— What to produce —
Every line of the data must be set down exactly as shown.

— Information given —
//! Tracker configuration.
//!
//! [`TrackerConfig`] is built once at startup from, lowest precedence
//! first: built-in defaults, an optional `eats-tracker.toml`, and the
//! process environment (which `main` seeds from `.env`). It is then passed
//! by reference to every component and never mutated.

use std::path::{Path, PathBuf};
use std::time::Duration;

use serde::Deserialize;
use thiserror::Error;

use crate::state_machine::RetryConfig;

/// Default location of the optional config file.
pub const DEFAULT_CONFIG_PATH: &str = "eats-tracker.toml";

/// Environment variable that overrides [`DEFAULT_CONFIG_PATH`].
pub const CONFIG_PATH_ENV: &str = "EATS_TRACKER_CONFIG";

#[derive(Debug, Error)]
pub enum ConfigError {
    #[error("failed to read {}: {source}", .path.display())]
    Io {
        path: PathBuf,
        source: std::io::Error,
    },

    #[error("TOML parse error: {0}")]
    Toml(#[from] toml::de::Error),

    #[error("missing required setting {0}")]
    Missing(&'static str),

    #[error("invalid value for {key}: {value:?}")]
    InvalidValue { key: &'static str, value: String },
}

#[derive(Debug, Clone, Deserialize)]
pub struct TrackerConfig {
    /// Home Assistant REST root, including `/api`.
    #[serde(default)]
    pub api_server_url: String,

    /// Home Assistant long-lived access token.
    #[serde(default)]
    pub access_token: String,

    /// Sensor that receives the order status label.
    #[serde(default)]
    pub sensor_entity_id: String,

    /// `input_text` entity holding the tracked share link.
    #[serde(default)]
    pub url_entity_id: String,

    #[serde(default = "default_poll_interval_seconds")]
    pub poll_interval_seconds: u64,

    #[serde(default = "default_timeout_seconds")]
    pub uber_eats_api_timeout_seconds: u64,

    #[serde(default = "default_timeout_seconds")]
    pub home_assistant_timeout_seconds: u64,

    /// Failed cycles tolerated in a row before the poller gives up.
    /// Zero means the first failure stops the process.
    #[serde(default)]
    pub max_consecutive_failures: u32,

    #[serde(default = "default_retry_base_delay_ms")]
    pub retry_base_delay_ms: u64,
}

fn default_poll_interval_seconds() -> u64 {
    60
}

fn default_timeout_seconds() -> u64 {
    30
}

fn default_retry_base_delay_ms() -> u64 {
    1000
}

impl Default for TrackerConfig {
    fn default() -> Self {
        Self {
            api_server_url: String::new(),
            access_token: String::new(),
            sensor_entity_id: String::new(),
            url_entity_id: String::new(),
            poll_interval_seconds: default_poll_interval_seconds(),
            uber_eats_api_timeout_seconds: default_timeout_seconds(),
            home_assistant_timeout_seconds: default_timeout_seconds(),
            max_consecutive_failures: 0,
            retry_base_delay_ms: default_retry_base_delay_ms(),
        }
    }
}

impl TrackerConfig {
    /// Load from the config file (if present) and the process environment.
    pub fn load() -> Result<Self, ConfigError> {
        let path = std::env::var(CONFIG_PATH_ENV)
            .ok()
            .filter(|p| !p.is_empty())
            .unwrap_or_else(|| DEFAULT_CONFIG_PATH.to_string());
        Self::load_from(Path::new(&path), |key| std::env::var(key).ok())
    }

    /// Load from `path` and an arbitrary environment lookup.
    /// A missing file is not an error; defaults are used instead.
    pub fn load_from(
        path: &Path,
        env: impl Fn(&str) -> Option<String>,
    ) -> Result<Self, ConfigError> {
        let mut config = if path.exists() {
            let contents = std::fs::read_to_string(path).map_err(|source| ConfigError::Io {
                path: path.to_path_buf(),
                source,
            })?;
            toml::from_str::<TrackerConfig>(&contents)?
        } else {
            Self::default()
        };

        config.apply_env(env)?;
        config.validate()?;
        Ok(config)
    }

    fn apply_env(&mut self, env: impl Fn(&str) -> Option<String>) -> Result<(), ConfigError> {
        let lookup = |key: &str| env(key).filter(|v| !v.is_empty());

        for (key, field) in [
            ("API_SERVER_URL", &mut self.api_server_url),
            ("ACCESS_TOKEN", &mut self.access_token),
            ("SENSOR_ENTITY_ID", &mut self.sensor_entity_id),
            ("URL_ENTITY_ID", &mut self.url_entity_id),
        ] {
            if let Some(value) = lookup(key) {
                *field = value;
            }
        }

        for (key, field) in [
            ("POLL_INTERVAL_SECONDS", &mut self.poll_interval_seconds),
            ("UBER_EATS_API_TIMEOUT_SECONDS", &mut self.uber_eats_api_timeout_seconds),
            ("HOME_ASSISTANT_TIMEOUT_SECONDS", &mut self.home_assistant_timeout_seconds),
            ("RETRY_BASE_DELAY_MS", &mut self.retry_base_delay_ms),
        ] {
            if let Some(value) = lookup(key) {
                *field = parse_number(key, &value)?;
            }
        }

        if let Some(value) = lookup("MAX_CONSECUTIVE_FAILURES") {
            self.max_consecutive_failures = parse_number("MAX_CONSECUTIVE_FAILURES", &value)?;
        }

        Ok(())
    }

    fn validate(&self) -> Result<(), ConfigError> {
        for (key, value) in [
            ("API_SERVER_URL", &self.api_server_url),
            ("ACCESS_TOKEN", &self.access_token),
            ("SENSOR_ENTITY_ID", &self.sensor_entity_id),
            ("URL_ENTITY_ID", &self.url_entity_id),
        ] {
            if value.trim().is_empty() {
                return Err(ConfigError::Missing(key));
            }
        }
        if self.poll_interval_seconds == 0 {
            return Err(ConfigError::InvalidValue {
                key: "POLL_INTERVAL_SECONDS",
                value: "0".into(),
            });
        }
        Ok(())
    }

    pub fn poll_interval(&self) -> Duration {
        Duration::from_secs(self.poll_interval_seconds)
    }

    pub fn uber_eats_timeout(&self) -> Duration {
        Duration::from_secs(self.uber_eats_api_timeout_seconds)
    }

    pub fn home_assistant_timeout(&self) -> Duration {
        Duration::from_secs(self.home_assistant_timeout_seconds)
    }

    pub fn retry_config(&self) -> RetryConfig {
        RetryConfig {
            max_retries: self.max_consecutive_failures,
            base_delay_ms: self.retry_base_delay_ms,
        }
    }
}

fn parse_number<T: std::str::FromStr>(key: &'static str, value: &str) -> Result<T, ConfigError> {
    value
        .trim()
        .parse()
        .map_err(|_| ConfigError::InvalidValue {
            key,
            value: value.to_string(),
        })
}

— Exercise answer —
//! Tracker configuration.
//!
//! [`TrackerConfig`] is built once at startup from, lowest precedence
//! first: built-in defaults, an optional `eats-tracker.toml`, and the
//! process environment (which `main` seeds from `.env`). It is then passed
//! by reference to every component and never mutated.

use std::path::{Path, PathBuf};
use std::time::Duration;

use serde::Deserialize;
use thiserror::Error;

use crate::state_machine::RetryConfig;

/// Default location of the optional config file.
pub const DEFAULT_CONFIG_PATH: &str = "eats-tracker.toml";

/// Environment variable that overrides [`DEFAULT_CONFIG_PATH`].
pub const CONFIG_PATH_ENV: &str = "EATS_TRACKER_CONFIG";

#[derive(Debug, Error)]
pub enum ConfigError {
    #[error("failed to read {}: {source}", .path.display())]
    Io {
        path: PathBuf,
        source: std::io::Error,
    },

    #[error("TOML parse error: {0}")]
    Toml(#[from] toml::de::Error),

    #[error("missing required setting {0}")]
    Missing(&'static str),

    #[error("invalid value for {key}: {value:?}")]
    InvalidValue { key: &'static str, value: String },
}

#[derive(Debug, Clone, Deserialize)]
pub struct TrackerConfig {
    /// Home Assistant REST root, including `/api`.
    #[serde(default)]
    pub api_server_url: String,

    /// Home Assistant long-lived access token.
    #[serde(default)]
    pub access_token: String,

    /// Sensor that receives the order status label.
    #[serde(default)]
    pub sensor_entity_id: String,

    /// `input_text` entity holding the tracked share link.
    #[serde(default)]
    pub url_entity_id: String,

    #[serde(default = "default_poll_interval_seconds")]
    pub poll_interval_seconds: u64,

    #[serde(default = "default_timeout_seconds")]
    pub uber_eats_api_timeout_seconds: u64,

    #[serde(default = "default_timeout_seconds")]
    pub home_assistant_timeout_seconds: u64,

    /// Failed cycles tolerated in a row before the poller gives up.
    /// Zero means the first failure stops the process.
    #[serde(default)]
    pub max_consecutive_failures: u32,

    #[serde(default = "default_retry_base_delay_ms")]
    pub retry_base_delay_ms: u64,
}

fn default_poll_interval_seconds() -> u64 {
    60
}

fn default_timeout_seconds() -> u64 {
    30
}

fn default_retry_base_delay_ms() -> u64 {
    1000
}

impl Default for TrackerConfig {
    fn default() -> Self {
        Self {
            api_server_url: String::new(),
            access_token: String::new(),
            sensor_entity_id: String::new(),
            url_entity_id: String::new(),
            poll_interval_seconds: default_poll_interval_seconds(),
            uber_eats_api_timeout_seconds: default_timeout_seconds(),
            home_assistant_timeout_seconds: default_timeout_seconds(),
            max_consecutive_failures: 0,
            retry_base_delay_ms: default_retry_base_delay_ms(),
        }
    }
}

impl TrackerConfig {
    /// Load from the config file (if present) and the process environment.
    pub fn load() -> Result<Self, ConfigError> {
        let path = std::env::var(CONFIG_PATH_ENV)
            .ok()
            .filter(|p| !p.is_empty())
            .unwrap_or_else(|| DEFAULT_CONFIG_PATH.to_string());
        Self::load_from(Path::new(&path), |key| std::env::var(key).ok())
    }

    /// Load from `path` and an arbitrary environment lookup.
    /// A missing file is not an error; defaults are used instead.
    pub fn load_from(
        path: &Path,
        env: impl Fn(&str) -> Option<String>,
    ) -> Result<Self, ConfigError> {
        let mut config = if path.exists() {
            let contents = std::fs::read_to_string(path).map_err(|source| ConfigError::Io {
                path: path.to_path_buf(),
                source,
            })?;
            toml::from_str::<TrackerConfig>(&contents)?
        } else {
            Self::default()
        };

        config.apply_env(env)?;
        config.validate()?;
        Ok(config)
    }

    fn apply_env(&mut self, env: impl Fn(&str) -> Option<String>) -> Result<(), ConfigError> {
        let lookup = |key: &str| env(key).filter(|v| !v.is_empty());

        for (key, field) in [
            ("API_SERVER_URL", &mut self.api_server_url),
            ("ACCESS_TOKEN", &mut self.access_token),
            ("SENSOR_ENTITY_ID", &mut self.sensor_entity_id),
            ("URL_ENTITY_ID", &mut self.url_entity_id),
        ] {
            if let Some(value) = lookup(key) {
                *field = value;
            }
        }

        for (key, field) in [
            ("POLL_INTERVAL_SECONDS", &mut self.poll_interval_seconds),
            ("UBER_EATS_API_TIMEOUT_SECONDS", &mut self.uber_eats_api_timeout_seconds),
            ("HOME_ASSISTANT_TIMEOUT_SECONDS", &mut self.home_assistant_timeout_seconds),
            ("RETRY_BASE_DELAY_MS", &mut self.retry_base_delay_ms),
        ] {
            if let Some(value) = lookup(key) {
                *field = parse_number(key, &value)?;
            }
        }

        if let Some(value) = lookup("MAX_CONSECUTIVE_FAILURES") {
            self.max_consecutive_failures = parse_number("MAX_CONSECUTIVE_FAILURES", &value)?;
        }

        Ok(())
    }

    fn validate(&self) -> Result<(), ConfigError> {
        for (key, value) in [
            ("API_SERVER_URL", &self.api_server_url),
            ("ACCESS_TOKEN", &self.access_token),
            ("SENSOR_ENTITY_ID", &self.sensor_entity_id),
            ("URL_ENTITY_ID", &self.url_entity_id),
        ] {
            if value.trim().is_empty() {
                return Err(ConfigError::Missing(key));
            }
        }
        if self.poll_interval_seconds == 0 {
            return Err(ConfigError::InvalidValue {
                key: "POLL_INTERVAL_SECONDS",
                value: "0".into(),
            });
        }
        Ok(())
    }

    pub fn poll_interval(&self) -> Duration {
        Duration::from_secs(self.poll_interval_seconds)
    }

    pub fn uber_eats_timeout(&self) -> Duration {
        Duration::from_secs(self.uber_eats_api_timeout_seconds)
    }

    pub fn home_assistant_timeout(&self) -> Duration {
        Duration::from_secs(self.home_assistant_timeout_seconds)
    }

    pub fn retry_config(&self) -> RetryConfig {
        RetryConfig {
            max_retries: self.max_consecutive_failures,
            base_delay_ms: self.retry_base_delay_ms,
        }
    }
}

fn parse_number<T: std::str::FromStr>(key: &'static str, value: &str) -> Result<T, ConfigError> {
    value
        .trim()
        .parse()
        .map_err(|_| ConfigError::InvalidValue {
            key,
            value: value.to_string(),
        })
}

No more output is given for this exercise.